How to complete this task: Once you reach the line containing "pub type ScResult<T> = Result<T, ScError>;" in the data below, restate each line word for word up to and including the one containing "filename crates/sc-solver/src/lib.rs".
*** Opening of Dataset ***
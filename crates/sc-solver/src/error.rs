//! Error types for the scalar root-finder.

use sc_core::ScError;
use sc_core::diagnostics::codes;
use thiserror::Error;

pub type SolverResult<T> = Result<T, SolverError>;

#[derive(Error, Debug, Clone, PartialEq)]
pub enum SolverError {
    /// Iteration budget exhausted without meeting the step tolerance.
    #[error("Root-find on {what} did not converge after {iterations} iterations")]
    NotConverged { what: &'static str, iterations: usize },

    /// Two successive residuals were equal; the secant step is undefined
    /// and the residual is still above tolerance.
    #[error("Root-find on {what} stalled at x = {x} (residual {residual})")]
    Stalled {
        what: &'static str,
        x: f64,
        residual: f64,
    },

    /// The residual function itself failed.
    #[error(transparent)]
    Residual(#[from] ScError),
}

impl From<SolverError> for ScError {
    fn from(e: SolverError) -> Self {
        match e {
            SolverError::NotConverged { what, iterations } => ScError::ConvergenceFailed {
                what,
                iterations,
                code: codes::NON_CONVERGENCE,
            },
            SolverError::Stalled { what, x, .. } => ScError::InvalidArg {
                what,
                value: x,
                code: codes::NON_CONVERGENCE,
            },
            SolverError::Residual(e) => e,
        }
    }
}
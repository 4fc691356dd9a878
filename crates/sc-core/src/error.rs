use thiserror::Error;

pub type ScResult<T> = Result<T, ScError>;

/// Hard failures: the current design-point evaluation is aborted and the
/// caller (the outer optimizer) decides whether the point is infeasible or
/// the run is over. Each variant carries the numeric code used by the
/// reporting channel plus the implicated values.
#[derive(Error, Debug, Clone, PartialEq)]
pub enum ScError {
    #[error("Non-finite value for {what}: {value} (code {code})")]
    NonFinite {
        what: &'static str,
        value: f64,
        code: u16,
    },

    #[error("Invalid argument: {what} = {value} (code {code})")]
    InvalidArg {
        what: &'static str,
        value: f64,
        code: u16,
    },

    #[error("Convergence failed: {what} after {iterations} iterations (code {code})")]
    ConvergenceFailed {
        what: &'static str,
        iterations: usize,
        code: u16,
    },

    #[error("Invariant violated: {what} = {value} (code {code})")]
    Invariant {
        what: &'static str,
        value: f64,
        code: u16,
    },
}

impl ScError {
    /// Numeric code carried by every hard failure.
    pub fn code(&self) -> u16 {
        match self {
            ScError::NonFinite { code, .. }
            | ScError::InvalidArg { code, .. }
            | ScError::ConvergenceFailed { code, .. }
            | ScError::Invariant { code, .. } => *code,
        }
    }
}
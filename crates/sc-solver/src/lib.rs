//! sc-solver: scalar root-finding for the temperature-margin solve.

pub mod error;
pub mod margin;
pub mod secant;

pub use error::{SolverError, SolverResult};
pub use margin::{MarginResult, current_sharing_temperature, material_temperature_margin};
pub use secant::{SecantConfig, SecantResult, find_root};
*** Close of Dataset ***
Reply to the exercise:
pub type ScResult<T> = Result<T, ScError>;

/// Hard failures: the current design-point evaluation is aborted and the
/// caller (the outer optimizer) decides whether the point is infeasible or
/// the run is over. Each variant carries the numeric code used by the
/// reporting channel plus the implicated values.
#[derive(Error, Debug, Clone, PartialEq)]
pub enum ScError {
    #[error("Non-finite value for {what}: {value} (code {code})")]
    NonFinite {
        what: &'static str,
        value: f64,
        code: u16,
    },

    #[error("Invalid argument: {what} = {value} (code {code})")]
    InvalidArg {
        what: &'static str,
        value: f64,
        code: u16,
    },

    #[error("Convergence failed: {what} after {iterations} iterations (code {code})")]
    ConvergenceFailed {
        what: &'static str,
        iterations: usize,
        code: u16,
    },

    #[error("Invariant violated: {what} = {value} (code {code})")]
    Invariant {
        what: &'static str,
        value: f64,
        code: u16,
    },
}

impl ScError {
    /// Numeric code carried by every hard failure.
    pub fn code(&self) -> u16 {
        match self {
            ScError::NonFinite { code, .. }
            | ScError::InvalidArg { code, .. }
            | ScError::ConvergenceFailed { code, .. }
            | ScError::Invariant { code, .. } => *code,
        }
    }
}
filename crates/sc-solver/src/lib.rs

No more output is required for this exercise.